或いは、窒素化合物による悪影響をでっち上げて畜産業を悪しとし、自分達は肉を食う一方で大衆には虫を食わせる。
BEVはICE車に対して経済合理性で大きく劣る。もしもこの先ずっと、ICE車に対する規制を大衆が受け容れ続けるならば、自動車を所有出来る人の絶対数が大幅に減る。そうなると、自動車によって与えられていた移動の自由を多くの人が失う。自動車の製造・販売数が激減する事により、社会全体の経済が大幅に後退する。
生命だとか健康だとか環境だとか人権だとか自由だとか弱者だとか少数派だとか、その様なものを守る上で最も重要なのは経済力な訳だが、それの発展を阻害するのが左翼、全体主義者という存在である。
「EVシフト」は、現役世代である我々の責任として阻止しなければならない。
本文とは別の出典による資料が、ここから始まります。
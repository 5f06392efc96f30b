use crate::error::{AppError, Result};
use crate::models::{Summaries, SummaryRow, SummaryTable, TableKind};
use std::io::Write;
use std::path::{Path, PathBuf};
use tracing::info;

/// Destinations of the three CSV exports.
#[derive(Debug, Clone, PartialEq, Eq)]
pub struct ExportPaths {
    pub daily: PathBuf,
    pub by_device: PathBuf,
    pub hourly: PathBuf,
}

impl ExportPaths {
    pub fn get(&self, kind: TableKind) -> &Path {
        match kind {
            TableKind::Daily => &self.daily,
            TableKind::ByDevice => &self.by_device,
            TableKind::Hourly => &self.hourly,
        }
    }
}

/// `f64` Display prints the shortest text that parses back to the same bits.
fn format_value(value: f64) -> String {
    value.to_string()
}

fn record(row: &SummaryRow) -> [String; 6] {
    [
        row.key.to_string(),
        row.record_count.to_string(),
        format_value(row.avg_value),
        format_value(row.min_value),
        format_value(row.max_value),
        format_value(row.sum_value),
    ]
}

/// Serialize `table` as CSV (header + one line per row, in table order).
pub fn write_table_to<W: Write>(table: &SummaryTable, out: W) -> csv::Result<()> {
    let mut writer = csv::Writer::from_writer(out);
    writer.write_record(table.header())?;
    for row in &table.rows {
        writer.write_record(record(row))?;
    }
    writer.flush()?;
    Ok(())
}

/// Write `table` to `dest`. Errors name the table and the destination.
pub fn write_table(table: &SummaryTable, dest: &Path) -> Result<()> {
    let wrap = |source: csv::Error| AppError::ExportWrite {
        table: table.kind.name(),
        path: dest.to_path_buf(),
        source,
    };

    let file = std::fs::File::create(dest).map_err(|e| wrap(e.into()))?;
    write_table_to(table, file).map_err(wrap)?;

    info!(table = table.kind.name(), rows = table.len(), path = %dest.display(), "summary exported");
    Ok(())
}

/// Write daily, per-device and hourly exports, stopping at the first failure.
pub fn write_all(summaries: &Summaries, paths: &ExportPaths) -> Result<()> {
    for kind in TableKind::ALL {
        write_table(summaries.table(kind), paths.get(kind))?;
    }
    Ok(())
}
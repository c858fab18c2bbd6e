// Assembles the generated module, normalizes it and writes it out

use std::fs;
use std::io::Write;
use std::os::unix::fs::PermissionsExt;
use std::path::Path;

use crate::config::MappingTarget;
use crate::error::{GenError, Result};

use super::fs_ops::ensure_parent_dir;
use super::renderer::Fragments;

const INDENT: &str = "    ";

/// Wraps the rendered fragments in the module template. The result is not yet
/// indented; [`normalize`] takes care of that.
pub fn assemble(fragments: &Fragments, target: &MappingTarget, source: &Path) -> String {
    let mut buf = String::new();

    buf.push_str(&format!(
        "// Generated by cursorfont-gen from {}; DO NOT EDIT.\n",
        source.display()
    ));
    buf.push_str("#![allow(non_upper_case_globals)]\n\n");
    buf.push_str("use std::collections::HashMap;\n");
    buf.push_str("use std::sync::LazyLock;\n\n");
    if let Some(import) = target.import_path() {
        buf.push_str(&format!("use {};\n\n", import));
    }

    buf.push_str(&fragments.constants);
    buf.push('\n');

    buf.push_str(&format!(
        "pub static {}: LazyLock<HashMap<&'static str, {}>> = LazyLock::new(|| {{\n",
        target.map_name.trim(),
        target.type_name()
    ));
    buf.push_str("HashMap::from([\n");
    buf.push_str(&fragments.mapping);
    buf.push_str("])\n");
    buf.push_str("});\n");

    buf
}

/// Checks that `buf` is a valid Rust source file and returns it re-indented
/// with normalized whitespace. On a syntax error the raw buffer is logged.
pub fn normalize(buf: &str) -> Result<String> {
    if let Err(source) = syn::parse_file(buf) {
        tracing::error!("unformatted output:\n{}", buf);
        return Err(GenError::Render { source });
    }
    Ok(reindent(buf))
}

/// Replaces `path` with `content`. The bytes go to a temporary file next to
/// the target first, so the old file survives any failure.
pub fn write_output(path: &Path, content: &str) -> Result<()> {
    let write_err = |source| GenError::Write {
        path: path.to_path_buf(),
        source,
    };

    let dir = ensure_parent_dir(path).map_err(write_err)?;
    let mut tmp = tempfile::Builder::new()
        .prefix(".cursorfont-gen")
        .permissions(fs::Permissions::from_mode(0o644))
        .tempfile_in(&dir)
        .map_err(write_err)?;
    tmp.write_all(content.as_bytes()).map_err(write_err)?;
    tmp.as_file().sync_all().map_err(write_err)?;
    tmp.persist(path).map_err(|e| write_err(e.error))?;

    tracing::info!("wrote {} bytes to {}", content.len(), path.display());
    Ok(())
}

fn reindent(buf: &str) -> String {
    let mut out = String::with_capacity(buf.len() + buf.len() / 4);
    // Bracket depth before each line that opened an indentation level.
    let mut levels: Vec<usize> = Vec::new();
    let mut depth = 0usize;
    let mut pending_blank = false;

    for line in buf.lines() {
        let line = line.trim();
        if line.is_empty() {
            pending_blank = !out.is_empty();
            continue;
        }
        if pending_blank {
            out.push('\n');
            pending_blank = false;
        }

        let leading = line
            .chars()
            .take_while(|c| matches!(c, ')' | ']' | '}'))
            .count();
        let start = depth.saturating_sub(leading);
        while levels.last().is_some_and(|&level| level >= start) {
            levels.pop();
        }

        for _ in 0..levels.len() {
            out.push_str(INDENT);
        }
        out.push_str(line);
        out.push('\n');

        depth = depth.saturating_add_signed(bracket_delta(line));
        if depth > start {
            levels.push(start);
        }
    }

    out
}

/// Net change in bracket depth over one line, ignoring string literals and comments.
fn bracket_delta(line: &str) -> isize {
    let mut delta = 0isize;
    let mut chars = line.chars().peekable();
    let mut in_string = false;

    while let Some(c) = chars.next() {
        if in_string {
            match c {
                '\\' => {
                    chars.next();
                }
                '"' => in_string = false,
                _ => {}
            }
            continue;
        }
        match c {
            '"' => in_string = true,
            '/' if chars.peek() == Some(&'/') => break,
            '/' if chars.peek() == Some(&'*') => {
                chars.next();
                let mut prev = '\0';
                for c in chars.by_ref() {
                    if prev == '*' && c == '/' {
                        break;
                    }
                    prev = c;
                }
            }
            '(' | '[' | '{' => delta += 1,
            ')' | ']' | '}' => delta -= 1,
            _ => {}
        }
    }

    delta
}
(※補足③)
※補足①:欧州勢の連戦連敗と日本メディア
欧州勢が怒涛の連戦連敗を喫した相手とは、詰まるところトヨタのTHSであるが、その様子を日本の反日左翼バカメディアは何と報じたか。
「HEVはガラパゴス」
「最先端はディーゼル。欧州のディーゼルは素晴らしい。日本は出遅れた」
「これからはダウンサイジングターボ。大排気量NAなど古い。日本は出遅れた」
「これからはマイルドHEV。日本のHEVが有利な条件は限定的。欧州・・・、あれ?」
そして、今はこう。
「これからはBEV。エンジンはもう無くなる。日本勢は出遅れた」
※補足②:自動車メーカは「やらされて」いるのか
仕事の雑談で、社内外問わず自動車メーカの動向が話題に上る事がある。
「これからは日本も皆んなEVになるんですかね?」と聞かれた場合、私は一応この様に”擁護“する。「自動車メーカはやらされてるだけですよ」と。
だが、実際のところはどうなのか。日本経済にとって無くてはならぬ存在であるトヨタでさえ、FCEVの補助金を否定はしていない。CJPT関連にしても、タンマリと補助金が出ている筈である。フォルクスワーゲンに較べれば1京倍くらいマシだが・・・。
※補足③:EVシフト
別に、補助金みたいな優遇策に依らず、ICE車に対する不当な規制も無く、自然とBEVの販売台数が増える分には何の問題も無い。バッテリー技術が向上し、ICE車に取って代われる領域が増える事もまた然りである。
但し、もう一つ気を付けなければならない事がある。それば、バッテリーの原材料採掘から製造に至る過程で行われている数々の人権侵害である。そういった非人道的な手法による競争力向上を、我々は絶対に容認してはならない。